Policy:User-Agent policy/zh: Difference between revisions

Content deleted Content added

Inline

Revision as of 00:49, 29 March 2024

本頁面僅提供反映了當前狀態的信息，如需討論此主題請移步wikitech-l郵件組。

自2010年2月15日起，維基媒體網站要求所有請求必須包含用户代理HTTP头字段。做出本决定的技術人員在技术邮件列表内讨论并发布^[1]^[2]。對此的解釋是，沒有在請求中包含User-Agent字符串的客戶端基本都是運行有錯誤的代碼，它们給服務器造成了巨大的負擔，且对維基項目毫无貢獻。以不具有描述性的默认值开头的用户代理字段，例如python-requests/x也可能被维基媒体网站（或网站的一部分，如api.php页面）屏蔽。

没有包含描述性用户代理字段的请求（如来自浏览器或脚本的请求）可能遇到以下的错误信息：

脚本應該使用可提供信息的User-Agent字符串，並在其中包括聯絡訊息，否則這些脚本所在IP可能在無通知的情況被封禁。

来自被禁止的用户代理的请求可能会遇到如下不太有用的錯誤訊息：

我們的伺服器目前遇到了技術問題。請幾分鐘后再試。

這項改動最可能影響通過api.php或其他方式自動訪問Wikimedia的脚本（機械人）和命令行程式。^[3]如果你執行一個機械人，請在請求頭中包含能夠標識此機械人的User-Agent，并且不與很多其他機械人衝突。并且在其中包含你的聯絡方式（例如本地維基上的用戶頁，使用跨維基鏈接語法的相關維基項目的用戶頁，一個相關外部站點的URI，或是電郵地址），舉例如下：

User-Agent: CoolBot/0.0 (https://example.org/coolbot/; coolbot@example.org) generic-library/0.0

通常的格式是<client name>/<version> (<contact information>) <library/framework name>/<version> [<library name>/<version> ...]，可省略其中不适用的部分。

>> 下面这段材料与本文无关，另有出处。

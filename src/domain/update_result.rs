//! Update decision result types

use super::Segment;
use serde::{Deserialize, Serialize};
use std::fmt;

/// Reason why no update was applied
#[derive(Debug, Clone, PartialEq, Eq, Serialize, Deserialize)]
#[serde(rename_all = "snake_case")]
pub enum SkipReason {
    /// The selected version is the declared one
    AlreadyLatest,
    /// No candidate survived the constraints
    NoSuitableVersion,
    /// The candidate set was empty
    NoCandidates,
}

impl fmt::Display for SkipReason {
    fn fmt(&self, f: &mut fmt::Formatter<'_>) -> fmt::Result {
        match self {
            SkipReason::AlreadyLatest => write!(f, "already at latest"),
            SkipReason::NoSuitableVersion => write!(f, "no suitable version"),
            SkipReason::NoCandidates => write!(f, "no versions available"),
        }
    }
}

/// Result of an update decision for a single artifact
#[derive(Debug, Clone, PartialEq, Eq, Serialize, Deserialize)]
#[serde(tag = "type", rename_all = "snake_case")]
pub enum UpdateResult {
    /// The artifact should move to `new_version`
    Update {
        /// Artifact name (empty when resolving a single anonymous version)
        artifact: String,
        /// The declared version
        current: String,
        /// The version to adopt
        new_version: String,
        /// Coarsest segment that changes, `None` for a forced same-version update
        segment: Option<Segment>,
    },
    /// The artifact stays where it is
    Skip {
        /// Artifact name
        artifact: String,
        /// The declared version
        current: String,
        /// The reason for skipping
        reason: SkipReason,
    },
}

impl UpdateResult {
    /// Creates an Update result
    pub fn update(
        artifact: impl Into<String>,
        current: impl Into<String>,
        new_version: impl Into<String>,
        segment: Option<Segment>,
    ) -> Self {
        UpdateResult::Update {
            artifact: artifact.into(),
            current: current.into(),
            new_version: new_version.into(),
            segment,
        }
    }

    /// Creates a Skip result
    pub fn skip(artifact: impl Into<String>, current: impl Into<String>, reason: SkipReason) -> Self {
        UpdateResult::Skip {
            artifact: artifact.into(),
            current: current.into(),
            reason,
        }
    }

    /// Returns true if this is an update result
    pub fn is_update(&self) -> bool {
        matches!(self, UpdateResult::Update { .. })
    }

    /// Returns true if this is a skip result
    pub fn is_skip(&self) -> bool {
        matches!(self, UpdateResult::Skip { .. })
    }

    /// Returns the artifact name
    pub fn artifact(&self) -> &str {
        match self {
            UpdateResult::Update { artifact, .. } => artifact,
            UpdateResult::Skip { artifact, .. } => artifact,
        }
    }

    /// Returns the declared version
    pub fn current(&self) -> &str {
        match self {
            UpdateResult::Update { current, .. } => current,
            UpdateResult::Skip { current, .. } => current,
        }
    }

    /// Returns the new version for updates
    pub fn new_version(&self) -> Option<&str> {
        match self {
            UpdateResult::Update { new_version, .. } => Some(new_version),
            UpdateResult::Skip { .. } => None,
        }
    }
}

impl fmt::Display for UpdateResult {
    fn fmt(&self, f: &mut fmt::Formatter<'_>) -> fmt::Result {
        let name = if self.artifact().is_empty() {
            "version"
        } else {
            self.artifact()
        };
        match self {
            UpdateResult::Update {
                current,
                new_version,
                ..
            } => write!(f, "{}: {} → {}", name, current, new_version),
            UpdateResult::Skip { reason, .. } => write!(f, "{}: skipped ({})", name, reason),
        }
    }
}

如果你執行一個自動代理，請考慮按照互聯網慣例在User-Agent中包括“bot”（不限大小寫）。這會被Wikimedia的系統識別，被用於將流量分類，并且提供更精確的統計數據。

不要拷貝瀏覽器上的的客戶代理字符串，行爲像機械人但是具有瀏覽器的客戶代理的行爲將被視爲有害。^[4]亦不要使用通用代理，例如“curl”、“lwp”和“Python-urllib”等等。像pywikibot這樣的大型框架有很多用戶在用，僅僅使用“pywikibot”很可能比較模糊。在其中包含具體任務、脚本等細節通常是個好主意，即使這些信息對操作者外的其他人是模糊的。^[5]

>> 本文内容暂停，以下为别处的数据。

//! Segment policy from allow-flags

use crate::domain::Segment;
use crate::error::InvalidSegmentError;

/// Translate allow-major/minor/incremental flags into the coarsest segment
/// that must stay unchanged
///
/// Returns `Ok(None)` when every segment may change. A coarser segment
/// allowed while a finer one is forbidden cannot be expressed and is
/// rejected.
pub fn determine_unchanged_segment(
    allow_major: bool,
    allow_minor: bool,
    allow_incremental: bool,
) -> Result<Option<Segment>, InvalidSegmentError> {
    match (allow_major, allow_minor, allow_incremental) {
        (true, true, true) => Ok(None),
        (false, true, true) => Ok(Some(Segment::Major)),
        (false, false, true) => Ok(Some(Segment::Minor)),
        (false, false, false) => Ok(Some(Segment::Incremental)),
        _ => Err(InvalidSegmentError {
            allow_major,
            allow_minor,
            allow_incremental,
        }),
    }
}
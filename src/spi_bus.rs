//! [`SpiHandle`] over any `embedded-hal` 1.0 SPI bus.

use core::cell::{RefCell, RefMut};

use embassy_time::{Duration, Instant};
use embedded_hal::spi::SpiBus;

use crate::platform::SpiHandle;
use crate::{Error, Result};

/// Bytes written between deadline checks.
pub const CHUNK_LEN: usize = 64;

/// A bus shared through a `RefCell`; holding it means holding the `RefMut`.
///
/// Acquiring borrows the cell mutably until [`SpiHandle::release`], so any other owner of the
/// same cell sees [`Error::BusUnavailable`] in the meantime. The bus should be configured for
/// the clock in [`crate::config::SPI_FREQUENCY_HZ`] with MOSI idling low.
///
/// ```rust,no_run
/// # #![no_std]
/// # #![no_main]
/// # #[cfg(target_os = "none")]
/// # #[panic_handler]
/// # fn panic(_: &core::panic::PanicInfo) -> ! { loop {} }
/// use core::cell::RefCell;
/// use embassy_time::Duration;
/// use embedded_hal::spi::SpiBus;
/// use ws2812_kit::platform::SpiHandle;
/// use ws2812_kit::spi_bus::RefCellSpiBus;
/// use ws2812_kit::{Error, Result};
///
/// fn send_raw<BUS: SpiBus>(cell: &RefCell<BUS>, frame: &[u8]) -> Result<()> {
///     let mut strip_bus = RefCellSpiBus::new(cell);
///     strip_bus.acquire()?;
///     // A second handle on the same cell is locked out until release.
///     assert_eq!(RefCellSpiBus::new(cell).acquire(), Err(Error::BusUnavailable));
///     strip_bus.transmit(frame, Duration::from_millis(500))?;
///     strip_bus.release()
/// }
/// ```
pub struct RefCellSpiBus<'a, BUS> {
    cell: &'a RefCell<BUS>,
    held: Option<RefMut<'a, BUS>>,
}

impl<'a, BUS> RefCellSpiBus<'a, BUS> {
    /// Wraps a shared bus. Nothing is borrowed until [`SpiHandle::acquire`].
    #[must_use]
    pub const fn new(cell: &'a RefCell<BUS>) -> Self {
        Self { cell, held: None }
    }

    /// Whether this handle currently owns the bus.
    #[must_use]
    pub const fn is_acquired(&self) -> bool {
        self.held.is_some()
    }
}

impl<BUS: SpiBus> SpiHandle for RefCellSpiBus<'_, BUS> {
    fn acquire(&mut self) -> Result<()> {
        if self.held.is_some() {
            return Err(Error::BusUnavailable);
        }
        let bus = self
            .cell
            .try_borrow_mut()
            .map_err(|_| Error::BusUnavailable)?;
        self.held = Some(bus);
        Ok(())
    }

    fn release(&mut self) -> Result<()> {
        let mut bus = self.held.take().ok_or(Error::BusNotAcquired)?;
        bus.flush().map_err(|_| Error::TransferFailed)
    }

    /// Writes `bytes` in [`CHUNK_LEN`] pieces, checking the deadline before each one.
    ///
    /// A chunk that starts before the deadline is always finished, so a frame whose last chunk
    /// was started in time is flushed and reported as sent. A timeout too large to represent
    /// as an [`Instant`] means no deadline.
    fn transmit(&mut self, bytes: &[u8], timeout: Duration) -> Result<()> {
        let bus = self.held.as_mut().ok_or(Error::BusNotAcquired)?;
        let deadline = Instant::now().checked_add(timeout);
        for chunk in bytes.chunks(CHUNK_LEN) {
            if deadline.is_some_and(|limit| Instant::now() > limit) {
                return Err(Error::TransferTimeout);
            }
            bus.write(chunk).map_err(|_| Error::TransferFailed)?;
        }
        bus.flush().map_err(|_| Error::TransferFailed)
    }
}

Web browsers generally send a User-Agent string automatically; if you encounter the above error, please refer to your browser's manual to find out how to set the User-Agent string. Note that some plugins or proxies for privacy enhancement may suppress this header. However, for anonymous surfing, it is recommended to send a generic User-Agent string, instead of suppressing it or sending an empty string. Note that other features are much more likely to identify you to a website — if you are interested in protecting your privacy, visit the Cover Your Tracks project.

以JavaScript編寫的基於瀏覽器的應用通常是强制與宿主瀏覽器的User-Agent頭部相同，這不被視爲違規，然而這些程序應該包含Api-User-Agent頭部來實現合適的用戶代理信息。

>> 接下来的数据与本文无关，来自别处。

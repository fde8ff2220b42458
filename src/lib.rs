//! Drives a WS2812 RGB LED strip over SPI.
//!
//! Each WS2812 bit goes out as one SPI byte (see [`encoding`]). A [`FrameBuffer`] holds one
//! full refresh, every LED plus a zeroed reset gap, and [`Ws2812Spi`] owns that buffer together
//! with the bus handle and signal pin, pushing the frame out in one blocking transfer.
#![no_std]

pub mod config;
pub mod driver;
pub mod encoding;
mod error;
pub mod frame_buffer;
pub mod platform;
#[cfg(any(feature = "pico1", feature = "pico2"))]
pub mod rp;
pub mod spi_bus;

// Re-export commonly used items
pub use driver::{BusState, Ws2812Spi};
pub use error::{Error, Result};
pub use frame_buffer::{FrameBuffer, Rgb};
/// RGB color constants.
pub use smart_leds::colors;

自2015年始，维基媒体站点不屏蔽未设置用户代理头的页面访问和API请求。因此这些要求没有被自动强制执行，但是如有需要，在某些特定情況下可能被强制执行。^[6]

代码示例

On Wikimedia wikis, if you don't supply a User-Agent header, or you supply an empty or generic one, your request will fail with an HTTP 403 error. Other MediaWiki installations may have similar policies.

JavaScript

If you are calling the API from browser-based JavaScript, you won't be able to influence the User-Agent header: the browser will use its own. To work around this, use the Api-User-Agent header:

// Using XMLHttpRequest
xhr.setRequestHeader( 'Api-User-Agent', 'Example/1.0' );

// Using jQuery
$.ajax( {
    url: 'https://example/...',
    data: ...,
    dataType: 'json',
    type: 'GET',
    headers: { 'Api-User-Agent': 'Example/1.0' },
} ).then( function ( data )  {
    // ..
} );

// Using mw.Api
var api = new mw.Api( {
    ajax: {
        headers: { 'Api-User-Agent': 'Example/1.0' }
    }
} );
api.get( ... ).then( function ( data ) {
    // ...
});

// Using Fetch
fetch( 'https://example/...', {
    method: 'GET',
    headers: new Headers( {
        'Api-User-Agent': 'Example/1.0'
    } )
} ).then( function ( response ) {
    return response.json();
} ).then( function ( data ) {
    // ...
});

PHP

In PHP, you can identify your user-agent with code such as this:

ini_set( 'user_agent', 'CoolBot/0.0 (https://example.org/coolbot/; coolbot@example.org)' );

cURL

Or if you use cURL:

curl_setopt( $curl, CURLOPT_USERAGENT, 'CoolBot/0.0 (https://example.org/coolbot/; coolbot@example.org)' );

Python

In Python, you can use the Requests library to set a header:

import requests

url = 'https://example/...'
headers = {'User-Agent': 'CoolBot/0.0 (https://example.org/coolbot/; coolbot@example.org)'}

response = requests.get(url, headers=headers)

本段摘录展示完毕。